Des documents divulgués connus sous le nom de Pandora Papers ont levé le voile sur la façon dont les entreprises liées au gouvernement du Parti de la justice et du développement (AKP) utilisent les paradis fiscaux offshore pour canaliser des millions de dollars à l’étranger.

Les quelques 12 millions de documents publiés dimanche par le Consortium international des journalistes d’investigation (ICIJ) incluent des détails sur des stratagèmes d’évasion fiscale impliquant deux des plus grands conglomérats turcs, a rapporté Deutsche Welle.

Il s’agit notamment de Çalık Holding, l’une des sociétés à la croissance la plus rapide sous le régime de l’AKP, avec des investissements dans des secteurs allant de la construction et du textile à la finance et aux médias.

Les Pandora Papers montrent que Çalık Holding exploite au moins quatre sociétés offshore dans les îles Vierges britanniques, avec des actifs combinés de dizaines de millions de dollars, selon DW. Les sociétés, liées à des cadres supérieurs de Çalık Holding, semblent être utilisées pour des transactions commerciales tout en évitant l’impôt en Turquie.

Çalık Holdings est dirigé par Ahmet Çalık, classé cinquième personne la plus riche de Turquie par le magazine Forbes avec une fortune de 1,5 milliard de dollars. Cependant, on ne sait toujours pas combien d’impôts l’homme d’affaires bien connecté a payé ces dernières années.

Le conglomérat possède des filiales dans 20 pays différents à travers le monde, mais celles basées dans les îles Vierges britanniques ne figurent pas parmi celles mentionnées dans ses rapports annuels.

Il a également été impliqué dans la fuite de Paradise Papers en 2017, qui a montré que Çalık Holding utilisait des comptes offshore à Malte lorsque son PDG était Berat Albayrak, gendre du président turc Recep Tayyip Erdoğan.

Les Paradise Papers ont également nommé la famille du Premier ministre turc de l’époque, Binali Yıldırım, comme utilisant des sociétés écrans dans le paradis fiscal pour masquer les bénéfices de leur empire maritime.

Pendant ce temps, la nouvelle tranche de Pandora Papers montre qu’une autre des plus grandes sociétés turques, Cengiz Holding, exploite actuellement un réseau de mandataires dans les îles Vierges britanniques pour éviter les impôts tout en cachant l’identité des dirigeants, a déclaré DW .

Tout comme Çalık Holding, la société est investie dans une grande variété de secteurs.

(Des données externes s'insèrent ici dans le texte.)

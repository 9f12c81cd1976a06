//! Error taxonomy shared by every component of the cache.
//!
//! Rust has no class hierarchy, so the three-kind taxonomy described by the
//! design ("`CacheError` → `ConnectionError` | `SerializationError`") is
//! rendered as one `thiserror`-derived enum with one variant per kind, plus
//! `Configuration` for factory-time validation failures.

use thiserror::Error;

/// The single error type returned by every fallible operation in this crate.
#[derive(Error, Debug, Clone, PartialEq, Eq)]
pub enum CacheError {
    /// L2 connectivity, timeout, authentication, or protocol failure; also
    /// raised when the circuit breaker short-circuits a call.
    #[error("connection error: {0}")]
    Connection(String),

    /// A serializer failed to encode or decode a value. Never counts toward
    /// the circuit breaker: it is a data-format defect, not a liveness one.
    #[error("serialization error: {0}")]
    Serialization(String),

    /// Invalid `CacheFactoryConfig`, raised only at construction time.
    #[error("invalid configuration: {0}")]
    Configuration(String),
}

impl CacheError {
    /// True for the kind the circuit breaker counts as a failure.
    pub fn is_connection(&self) -> bool {
        matches!(self, CacheError::Connection(_))
    }
}

/// Crate-wide result alias.
pub type CacheResult<T> = Result<T, CacheError>;
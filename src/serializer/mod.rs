//! Pluggable serialization.
//!
//! [`Serializer`] is the dyn-compatible trait stored in the process-wide
//! [`registry`]. Generic `Serialize`/`Deserialize` methods are not
//! object-safe, so, following the same callback pattern used by
//! `hitbox-backend`'s `Format` trait, [`Serializer`] exposes an
//! `erased_serde`-based pair of methods, and [`SerializerExt`] provides the
//! ergonomic generic `serialize`/`deserialize` call sites the rest of the
//! crate actually uses.

mod json;
mod pickle;
pub mod registry;

pub use json::JsonSerializer;
pub use pickle::PickleSerializer;
pub use registry::{SerializerFactory, SerializerRegistry};

use crate::error::{CacheError, CacheResult};
use serde::de::DeserializeOwned;
use serde::Serialize;
use std::fmt::Debug;

/// A named, registered codec converting application values to and from
/// bytes. Implementations must be `Send + Sync` so a single instance can be
/// shared by every `Cache` that resolves it by name.
pub trait Serializer: Send + Sync + Debug {
    /// Serializes an already-erased value to bytes.
    fn serialize_erased(&self, value: &dyn erased_serde::Serialize) -> CacheResult<Vec<u8>>;

    /// Builds a deserializer over `bytes` and hands it to `f`, which is
    /// expected to call `erased_serde::deserialize` on it exactly once and
    /// stash the typed result. The callback indirection is what keeps this
    /// method free of a generic type parameter, preserving object safety.
    fn deserialize_erased(
        &self,
        bytes: &[u8],
        f: &mut dyn FnMut(&mut dyn erased_serde::Deserializer) -> CacheResult<()>,
    ) -> CacheResult<()>;

    /// The name this serializer is (or should be) registered under.
    fn name(&self) -> &'static str;
}

/// Ergonomic, generic front-end over [`Serializer`]. Blanket-implemented for
/// every `Serializer`, including trait objects.
pub trait SerializerExt: Serializer {
    fn serialize<T: Serialize + ?Sized>(&self, value: &T) -> CacheResult<Vec<u8>> {
        self.serialize_erased(&value)
    }

    fn deserialize<T: DeserializeOwned>(&self, bytes: &[u8]) -> CacheResult<T> {
        let mut slot: Option<T> = None;
        self.deserialize_erased(bytes, &mut |deserializer| {
            let value: T = erased_serde::deserialize(deserializer)
                .map_err(|e| CacheError::Serialization(e.to_string()))?;
            slot = Some(value);
            Ok(())
        })?;
        slot.ok_or_else(|| {
            CacheError::Serialization("deserializer callback produced no value".to_string())
        })
    }
}

impl<S: Serializer + ?Sized> SerializerExt for S {}
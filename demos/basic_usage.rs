//! Basic Usage Example
//!
//! Demonstrates simple cache operations: set, get, delete, and stats.
//!
//! Run with: cargo run --example basic_usage

use rescache::{create_cache, CacheFactoryConfig};

fn main() -> Result<(), Box<dyn std::error::Error>> {
    println!("=== Resilient Cache: Basic Usage ===\n");

    let config = CacheFactoryConfig::default();
    let cache = create_cache(&config, "demo", Some(3600), true, true, 10_000, Some(300), None)?;

    let user = serde_json::json!({
        "id": 1,
        "name": "Alice",
        "email": "alice@example.com",
    });

    println!("Storing user:1 ...");
    cache.set("user:1", &user, None)?;

    if let Some(cached) = cache.get::<serde_json::Value>("user:1")? {
        println!("Retrieved: {cached}");
    }

    println!("Exists? {}", cache.exists("user:1")?);

    let stats = cache.get_stats();
    if let Some(l1) = stats.l1 {
        println!("L1: {} / {} entries, {} hits, {} misses", l1.size, l1.maxsize, l1.hits, l1.misses);
    }
    if let Some(l2) = stats.l2 {
        println!("L2: connected={}, breaker={:?}", l2.connected, l2.breaker_state);
    }

    cache.delete("user:1")?;
    println!("Deleted. exists? {}", cache.exists("user:1")?);

    Ok(())
}
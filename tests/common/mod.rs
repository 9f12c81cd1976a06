//! Shared test infrastructure for integration tests.

use rescache::{create_cache, Cache, CacheFactoryConfig};

pub fn redis_host_port() -> (String, u16) {
    let url = std::env::var("REDIS_URL").unwrap_or_else(|_| "redis://127.0.0.1:6379".to_string());
    let without_scheme = url.trim_start_matches("redis://");
    let mut parts = without_scheme.splitn(2, ':');
    let host = parts.next().unwrap_or("127.0.0.1").to_string();
    let port = parts.next().and_then(|p| p.parse().ok()).unwrap_or(6379);
    (host, port)
}

/// Builds a two-tier cache against `REDIS_URL` (or the default local
/// address) under a unique prefix, or `None` if Redis isn't reachable, in
/// which case the caller should log and skip rather than fail the suite.
pub fn two_tier_cache(prefix: &str) -> Option<Cache> {
    let (host, port) = redis_host_port();
    let mut config = CacheFactoryConfig::default();
    config.l2_host = host;
    config.l2_port = port;
    let cache = create_cache(&config, prefix, Some(300), true, true, 1_000, Some(60), None).ok()?;
    if cache.get_stats().l2.map(|s| s.connected).unwrap_or(false) {
        Some(cache)
    } else {
        None
    }
}

pub fn unique_prefix(name: &str) -> String {
    use std::time::{SystemTime, UNIX_EPOCH};
    let nanos = SystemTime::now()
        .duration_since(UNIX_EPOCH)
        .unwrap()
        .as_nanos();
    format!("test_{name}_{nanos}")
}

Il a récemment fait la une des journaux pour des affrontements avec les habitants du village d’İkizdere dans la région de la mer Noire, où Cengiz Holding cherche à construire une carrière de pierre malgré le coût environnemental important.

Sous l’AKP, le conglomérat est devenu l’un des plus grands bénéficiaires des appels d’offres d’État dans le monde, a déclaré DW, citant un rapport de la Banque mondiale. La société a reçu au moins 42,1 milliards de dollars de contrats gouvernementaux depuis 2002, y compris un rôle important dans le nouvel aéroport mage d’Istanbul, selon le diffuseur allemand.

Bien qu’ayant reçu d’énormes sommes d’argent public, Cengiz Holding et ses dirigeants ont cherché à éviter de payer des impôts en Turquie par le biais de sociétés écrans. Les exemples trouvés par DW incluent l’achat en 2011 d’une maison de 3 750 000 £ à Londres par l’intermédiaire d’une société basée aux îles Vierges britanniques nommée Trident Trust.

Interrogé par DW pour répondre aux allégations, le président de la société, Mehmet Cengiz, a déclaré que l’utilisation d’une entité internationale simplifiait le processus de vente lors de l’achat de propriétés étrangères.

L’utilisation de sociétés offshore dans les îles Vierges britanniques ne constitue pas un crime en Turquie.